WHAT YOU ARE ASKED TO DO | Set down again exactly the lines of the listing below that fall between the line holding "async fn main()" and the line holding "Logging Filter Setup", inclusive.

PROVIDED DATA |
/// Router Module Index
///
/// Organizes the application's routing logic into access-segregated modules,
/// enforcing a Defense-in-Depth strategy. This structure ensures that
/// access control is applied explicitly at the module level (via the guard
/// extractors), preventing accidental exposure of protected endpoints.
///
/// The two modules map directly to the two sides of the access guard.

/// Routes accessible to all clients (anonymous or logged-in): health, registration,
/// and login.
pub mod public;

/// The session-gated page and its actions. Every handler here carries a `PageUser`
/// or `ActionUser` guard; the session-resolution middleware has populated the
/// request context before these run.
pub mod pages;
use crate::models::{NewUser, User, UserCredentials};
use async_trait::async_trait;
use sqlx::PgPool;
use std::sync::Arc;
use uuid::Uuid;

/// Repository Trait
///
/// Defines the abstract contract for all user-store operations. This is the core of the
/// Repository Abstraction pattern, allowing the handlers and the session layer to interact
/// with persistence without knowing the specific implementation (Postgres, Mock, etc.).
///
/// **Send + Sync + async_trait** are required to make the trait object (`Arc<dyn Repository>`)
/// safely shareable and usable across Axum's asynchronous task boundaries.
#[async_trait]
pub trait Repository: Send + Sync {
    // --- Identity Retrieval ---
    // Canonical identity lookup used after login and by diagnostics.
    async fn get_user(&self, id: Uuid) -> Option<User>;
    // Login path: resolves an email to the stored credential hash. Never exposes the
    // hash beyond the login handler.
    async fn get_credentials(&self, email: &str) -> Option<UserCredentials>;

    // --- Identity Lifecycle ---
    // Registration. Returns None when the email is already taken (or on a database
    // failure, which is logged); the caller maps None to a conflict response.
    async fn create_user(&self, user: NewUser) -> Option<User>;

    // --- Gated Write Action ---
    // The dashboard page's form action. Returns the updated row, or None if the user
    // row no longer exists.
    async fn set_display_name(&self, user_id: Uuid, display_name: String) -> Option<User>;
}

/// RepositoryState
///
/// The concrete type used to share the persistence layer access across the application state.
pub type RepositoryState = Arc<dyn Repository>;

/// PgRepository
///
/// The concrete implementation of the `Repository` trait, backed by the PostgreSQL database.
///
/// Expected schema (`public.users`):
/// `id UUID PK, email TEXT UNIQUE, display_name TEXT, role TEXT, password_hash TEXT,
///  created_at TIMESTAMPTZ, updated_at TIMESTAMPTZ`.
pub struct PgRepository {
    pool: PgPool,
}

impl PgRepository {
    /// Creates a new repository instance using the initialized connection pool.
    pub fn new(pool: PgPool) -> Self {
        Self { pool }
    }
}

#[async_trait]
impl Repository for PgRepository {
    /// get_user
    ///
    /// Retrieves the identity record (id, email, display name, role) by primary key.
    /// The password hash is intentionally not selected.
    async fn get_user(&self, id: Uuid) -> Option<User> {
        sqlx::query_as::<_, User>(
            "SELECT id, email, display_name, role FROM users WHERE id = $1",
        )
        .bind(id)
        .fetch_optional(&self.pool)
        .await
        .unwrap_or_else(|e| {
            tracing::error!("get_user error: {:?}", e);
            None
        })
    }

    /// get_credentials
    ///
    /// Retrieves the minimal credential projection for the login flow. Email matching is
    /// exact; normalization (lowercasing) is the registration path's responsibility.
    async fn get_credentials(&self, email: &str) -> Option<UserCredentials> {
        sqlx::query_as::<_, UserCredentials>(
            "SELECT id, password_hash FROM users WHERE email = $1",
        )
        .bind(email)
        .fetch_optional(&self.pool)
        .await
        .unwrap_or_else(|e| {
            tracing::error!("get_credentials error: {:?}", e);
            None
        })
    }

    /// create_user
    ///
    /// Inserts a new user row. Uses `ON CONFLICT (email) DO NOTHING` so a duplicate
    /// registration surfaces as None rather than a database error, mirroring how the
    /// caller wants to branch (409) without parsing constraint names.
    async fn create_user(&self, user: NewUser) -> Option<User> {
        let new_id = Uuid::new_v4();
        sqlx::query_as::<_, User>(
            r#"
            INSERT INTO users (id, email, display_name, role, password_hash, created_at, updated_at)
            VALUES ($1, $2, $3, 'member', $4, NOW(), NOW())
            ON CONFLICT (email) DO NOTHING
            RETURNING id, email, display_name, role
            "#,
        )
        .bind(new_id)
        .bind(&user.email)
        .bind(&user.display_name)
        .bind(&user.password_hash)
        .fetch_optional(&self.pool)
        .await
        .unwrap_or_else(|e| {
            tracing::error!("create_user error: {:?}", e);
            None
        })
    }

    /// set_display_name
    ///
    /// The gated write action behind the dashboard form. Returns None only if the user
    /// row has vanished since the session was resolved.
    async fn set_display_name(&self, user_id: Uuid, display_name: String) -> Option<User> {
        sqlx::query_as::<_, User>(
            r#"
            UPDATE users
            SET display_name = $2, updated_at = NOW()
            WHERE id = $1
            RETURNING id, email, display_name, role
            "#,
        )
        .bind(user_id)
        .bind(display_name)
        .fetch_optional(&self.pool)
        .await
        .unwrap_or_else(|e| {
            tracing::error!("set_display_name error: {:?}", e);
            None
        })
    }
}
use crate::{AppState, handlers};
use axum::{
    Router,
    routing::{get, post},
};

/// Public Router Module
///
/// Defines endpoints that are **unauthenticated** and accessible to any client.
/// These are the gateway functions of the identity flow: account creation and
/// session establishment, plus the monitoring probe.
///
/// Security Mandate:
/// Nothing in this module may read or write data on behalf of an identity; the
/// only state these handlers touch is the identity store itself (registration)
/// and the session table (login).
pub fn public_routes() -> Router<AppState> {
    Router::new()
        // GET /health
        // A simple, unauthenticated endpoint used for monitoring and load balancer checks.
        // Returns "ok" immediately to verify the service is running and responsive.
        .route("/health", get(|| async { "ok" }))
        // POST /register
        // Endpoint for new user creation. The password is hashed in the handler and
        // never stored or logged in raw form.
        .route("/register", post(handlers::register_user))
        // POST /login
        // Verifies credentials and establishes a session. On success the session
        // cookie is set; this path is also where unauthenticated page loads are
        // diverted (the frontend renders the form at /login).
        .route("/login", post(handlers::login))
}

* * *

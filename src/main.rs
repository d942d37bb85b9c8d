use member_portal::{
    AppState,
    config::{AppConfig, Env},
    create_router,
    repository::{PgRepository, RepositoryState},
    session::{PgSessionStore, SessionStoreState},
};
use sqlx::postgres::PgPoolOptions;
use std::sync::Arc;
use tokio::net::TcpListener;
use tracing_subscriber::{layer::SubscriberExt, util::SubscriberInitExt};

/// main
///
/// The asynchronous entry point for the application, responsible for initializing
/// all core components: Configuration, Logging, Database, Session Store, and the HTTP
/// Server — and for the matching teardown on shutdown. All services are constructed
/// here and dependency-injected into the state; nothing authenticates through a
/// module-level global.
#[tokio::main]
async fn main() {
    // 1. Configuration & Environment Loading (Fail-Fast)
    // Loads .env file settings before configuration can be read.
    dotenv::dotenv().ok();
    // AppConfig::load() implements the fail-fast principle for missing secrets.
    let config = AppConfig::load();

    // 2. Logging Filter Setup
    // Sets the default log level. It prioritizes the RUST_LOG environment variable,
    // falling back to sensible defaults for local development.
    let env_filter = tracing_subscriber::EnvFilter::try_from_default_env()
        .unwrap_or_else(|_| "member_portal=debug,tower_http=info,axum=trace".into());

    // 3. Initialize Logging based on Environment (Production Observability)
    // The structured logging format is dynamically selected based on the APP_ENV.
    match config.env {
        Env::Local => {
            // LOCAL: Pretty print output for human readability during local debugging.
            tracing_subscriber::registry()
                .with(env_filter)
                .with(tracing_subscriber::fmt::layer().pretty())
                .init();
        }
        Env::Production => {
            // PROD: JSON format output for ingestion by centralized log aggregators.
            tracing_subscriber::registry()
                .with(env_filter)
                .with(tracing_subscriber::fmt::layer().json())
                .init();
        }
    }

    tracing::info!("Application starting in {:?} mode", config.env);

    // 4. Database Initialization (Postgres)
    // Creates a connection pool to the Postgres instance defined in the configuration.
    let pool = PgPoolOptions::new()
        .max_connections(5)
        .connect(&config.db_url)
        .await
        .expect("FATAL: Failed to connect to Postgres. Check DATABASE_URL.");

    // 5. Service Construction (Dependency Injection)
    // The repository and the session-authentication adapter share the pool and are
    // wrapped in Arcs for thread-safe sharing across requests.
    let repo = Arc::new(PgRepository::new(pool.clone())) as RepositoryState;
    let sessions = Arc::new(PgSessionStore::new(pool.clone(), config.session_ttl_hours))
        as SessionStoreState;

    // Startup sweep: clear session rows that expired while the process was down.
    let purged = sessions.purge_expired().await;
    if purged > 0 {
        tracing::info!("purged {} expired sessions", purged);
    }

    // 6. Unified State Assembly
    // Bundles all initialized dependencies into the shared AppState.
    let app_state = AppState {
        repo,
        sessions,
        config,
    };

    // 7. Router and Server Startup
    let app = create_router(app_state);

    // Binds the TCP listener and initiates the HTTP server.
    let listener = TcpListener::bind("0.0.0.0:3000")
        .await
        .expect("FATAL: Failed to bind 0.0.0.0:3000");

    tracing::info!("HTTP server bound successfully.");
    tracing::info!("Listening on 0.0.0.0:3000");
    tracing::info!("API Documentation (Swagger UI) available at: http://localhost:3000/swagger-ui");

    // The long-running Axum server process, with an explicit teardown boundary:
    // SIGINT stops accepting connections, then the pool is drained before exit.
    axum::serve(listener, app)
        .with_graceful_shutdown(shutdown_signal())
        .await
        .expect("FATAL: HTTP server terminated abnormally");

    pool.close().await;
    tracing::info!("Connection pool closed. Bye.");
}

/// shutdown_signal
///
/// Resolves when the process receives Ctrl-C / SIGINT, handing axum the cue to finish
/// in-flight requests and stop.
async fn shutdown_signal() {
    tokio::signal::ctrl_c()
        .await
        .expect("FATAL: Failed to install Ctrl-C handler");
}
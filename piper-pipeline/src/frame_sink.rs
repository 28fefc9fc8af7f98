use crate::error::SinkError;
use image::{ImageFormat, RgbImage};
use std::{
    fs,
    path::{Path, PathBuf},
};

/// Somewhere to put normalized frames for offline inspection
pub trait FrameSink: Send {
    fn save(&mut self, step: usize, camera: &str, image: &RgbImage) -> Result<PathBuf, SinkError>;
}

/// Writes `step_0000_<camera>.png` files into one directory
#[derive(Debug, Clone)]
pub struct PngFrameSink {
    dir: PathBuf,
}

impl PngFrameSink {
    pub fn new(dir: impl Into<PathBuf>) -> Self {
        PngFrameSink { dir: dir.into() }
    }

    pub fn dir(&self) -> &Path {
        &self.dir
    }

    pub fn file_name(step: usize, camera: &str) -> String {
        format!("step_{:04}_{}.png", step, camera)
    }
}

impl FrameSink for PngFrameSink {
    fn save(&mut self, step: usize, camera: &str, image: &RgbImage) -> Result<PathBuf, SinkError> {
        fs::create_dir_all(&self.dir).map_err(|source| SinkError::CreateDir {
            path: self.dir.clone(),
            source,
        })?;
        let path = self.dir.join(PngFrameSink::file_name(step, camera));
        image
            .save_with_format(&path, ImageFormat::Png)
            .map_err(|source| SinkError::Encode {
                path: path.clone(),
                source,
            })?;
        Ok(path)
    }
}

---

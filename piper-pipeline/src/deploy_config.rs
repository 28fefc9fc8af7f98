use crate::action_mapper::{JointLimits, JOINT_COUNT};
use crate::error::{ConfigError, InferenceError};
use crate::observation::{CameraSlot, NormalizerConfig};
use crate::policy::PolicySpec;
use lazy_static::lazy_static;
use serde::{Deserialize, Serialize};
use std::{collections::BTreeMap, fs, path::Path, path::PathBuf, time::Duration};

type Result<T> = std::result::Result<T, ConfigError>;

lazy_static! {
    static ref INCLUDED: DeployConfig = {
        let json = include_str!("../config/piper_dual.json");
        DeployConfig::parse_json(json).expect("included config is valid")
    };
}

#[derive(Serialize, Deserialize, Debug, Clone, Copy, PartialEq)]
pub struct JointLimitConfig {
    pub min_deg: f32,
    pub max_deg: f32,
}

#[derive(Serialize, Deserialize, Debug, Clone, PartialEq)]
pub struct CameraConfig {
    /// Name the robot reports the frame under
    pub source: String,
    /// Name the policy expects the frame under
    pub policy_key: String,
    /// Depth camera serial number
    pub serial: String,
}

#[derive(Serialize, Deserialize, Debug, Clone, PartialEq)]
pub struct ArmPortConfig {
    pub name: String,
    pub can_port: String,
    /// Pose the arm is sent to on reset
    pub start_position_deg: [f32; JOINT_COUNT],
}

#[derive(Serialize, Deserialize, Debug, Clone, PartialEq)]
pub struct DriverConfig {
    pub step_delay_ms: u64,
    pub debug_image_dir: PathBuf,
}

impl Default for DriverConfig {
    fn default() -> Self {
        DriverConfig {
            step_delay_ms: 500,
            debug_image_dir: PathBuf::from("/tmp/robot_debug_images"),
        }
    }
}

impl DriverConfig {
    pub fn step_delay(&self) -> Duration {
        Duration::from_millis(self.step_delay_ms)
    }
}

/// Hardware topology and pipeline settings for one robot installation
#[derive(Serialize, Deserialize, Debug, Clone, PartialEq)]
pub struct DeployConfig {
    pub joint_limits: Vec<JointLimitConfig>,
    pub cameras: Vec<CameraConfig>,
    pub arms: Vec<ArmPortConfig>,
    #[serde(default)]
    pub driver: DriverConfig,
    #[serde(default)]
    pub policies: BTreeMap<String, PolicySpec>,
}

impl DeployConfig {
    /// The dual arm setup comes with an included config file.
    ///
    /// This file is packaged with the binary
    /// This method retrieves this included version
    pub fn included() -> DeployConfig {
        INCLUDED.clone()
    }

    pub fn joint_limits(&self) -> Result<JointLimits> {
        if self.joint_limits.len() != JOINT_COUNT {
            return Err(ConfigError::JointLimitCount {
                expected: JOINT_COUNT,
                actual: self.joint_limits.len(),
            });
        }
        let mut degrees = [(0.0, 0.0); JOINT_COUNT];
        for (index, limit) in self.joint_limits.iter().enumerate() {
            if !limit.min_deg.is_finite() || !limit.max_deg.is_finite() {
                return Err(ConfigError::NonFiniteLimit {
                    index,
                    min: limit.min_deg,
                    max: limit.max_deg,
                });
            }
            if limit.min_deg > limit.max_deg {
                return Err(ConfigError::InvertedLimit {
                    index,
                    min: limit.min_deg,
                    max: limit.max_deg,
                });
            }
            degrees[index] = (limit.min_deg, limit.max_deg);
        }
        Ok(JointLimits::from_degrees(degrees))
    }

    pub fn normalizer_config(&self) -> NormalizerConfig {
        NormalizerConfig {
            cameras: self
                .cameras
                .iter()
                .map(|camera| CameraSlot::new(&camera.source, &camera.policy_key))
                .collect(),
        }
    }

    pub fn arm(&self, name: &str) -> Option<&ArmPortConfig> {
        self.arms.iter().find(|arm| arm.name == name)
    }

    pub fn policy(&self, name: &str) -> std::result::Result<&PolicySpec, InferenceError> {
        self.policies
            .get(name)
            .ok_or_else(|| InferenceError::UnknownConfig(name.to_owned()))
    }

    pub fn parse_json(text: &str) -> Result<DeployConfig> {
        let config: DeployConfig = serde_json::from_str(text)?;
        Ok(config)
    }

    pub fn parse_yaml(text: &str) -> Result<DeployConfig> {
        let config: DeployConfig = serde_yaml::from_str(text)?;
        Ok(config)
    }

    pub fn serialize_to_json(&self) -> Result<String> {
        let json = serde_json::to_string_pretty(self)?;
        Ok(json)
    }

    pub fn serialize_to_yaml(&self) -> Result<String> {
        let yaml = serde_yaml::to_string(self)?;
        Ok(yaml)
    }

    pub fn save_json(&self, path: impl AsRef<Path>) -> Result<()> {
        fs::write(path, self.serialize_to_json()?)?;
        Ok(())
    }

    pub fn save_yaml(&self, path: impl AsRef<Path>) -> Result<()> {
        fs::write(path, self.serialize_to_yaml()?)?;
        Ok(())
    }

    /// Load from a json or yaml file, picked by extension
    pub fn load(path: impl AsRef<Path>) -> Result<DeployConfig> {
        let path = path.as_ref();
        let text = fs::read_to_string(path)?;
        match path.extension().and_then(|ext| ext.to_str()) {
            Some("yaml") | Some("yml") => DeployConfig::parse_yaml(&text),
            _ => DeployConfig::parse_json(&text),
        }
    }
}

REPLY TO THE TASK |
async fn main() {
    // 1. Configuration & Environment Loading (Fail-Fast)
    // Loads .env file settings before configuration can be read.
    dotenv::dotenv().ok();
    // AppConfig::load() implements the fail-fast principle for missing secrets.
    let config = AppConfig::load();

    // 2. Logging Filter Setup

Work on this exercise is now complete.